§ PROBLEM STATEMENT:
From the entries, copy each line that includes "produced".

§ GIVEN ENTRIES:
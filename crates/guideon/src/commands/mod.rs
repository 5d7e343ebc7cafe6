//! Command handlers for the `guideon` CLI.

pub mod audit;
pub mod config_cmd;
pub mod documents;
pub mod sites;
pub mod util;

use crate::cli::{Command, OutputFormat};
use crate::error::CliError;
use crate::session::Session;

/// Resolved presentation options shared by every handler.
pub struct Ui {
    pub format: OutputFormat,
    pub color: bool,
    pub quiet: bool,
    pub yes: bool,
}

/// Route a parsed command to its handler. Config and completions are
/// handled in `main` (they need no session).
pub fn dispatch(command: Command, session: &mut Session, ui: &Ui) -> Result<(), CliError> {
    match command {
        Command::Sites(args) => sites::handle(session, args, ui),
        Command::Audit(args) => audit::handle(session, args, ui),
        Command::Documents(args) => documents::handle(session, args, ui),
        Command::Config(_) | Command::Completions(_) => unreachable!("handled in main"),
    }
}
// ── Audit log domain types ──
//
// Entries are produced by other subsystems (site CRUD, kiosk health
// monitoring, platform jobs) and are read-only here.

use chrono::{DateTime, Utc};
use serde::{Deserialize, Serialize};
use strum::{Display, EnumString};

use super::id::EntryId;

/// Which subsystem produced an audit entry.
#[derive(
    Debug, Clone, Copy, PartialEq, Eq, Serialize, Deserialize, Display, EnumString,
)]
#[serde(rename_all = "SCREAMING_SNAKE_CASE")]
#[strum(serialize_all = "lowercase", ascii_case_insensitive)]
pub enum AuditKind {
    System,
    User,
    Device,
}

/// Outcome severity of the recorded action.
#[derive(
    Debug, Clone, Copy, PartialEq, Eq, Serialize, Deserialize, Display, EnumString,
)]
#[serde(rename_all = "lowercase")]
#[strum(serialize_all = "lowercase", ascii_case_insensitive)]
pub enum AuditStatus {
    Success,
    Warning,
    Error,
}

/// One recorded platform action.
///
/// `occurred_at` is the real event timestamp and is what date-range
/// filtering operates on; `time_label` is the relative string the admin
/// console renders ("just now", "10 minutes ago") and is display-only.
#[derive(Debug, Clone, PartialEq, Eq, Serialize, Deserialize)]
pub struct AuditLogEntry {
    pub id: EntryId,
    pub kind: AuditKind,
    /// Site the action concerns, if any. `None` for platform-wide events.
    pub site: Option<String>,
    pub action: String,
    pub target: String,
    pub status: AuditStatus,
    pub message: String,
    pub occurred_at: DateTime<Utc>,
    pub time_label: String,
}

§ TASK OUTPUT:
// Entries are produced by other subsystems (site CRUD, kiosk health
/// Which subsystem produced an audit entry.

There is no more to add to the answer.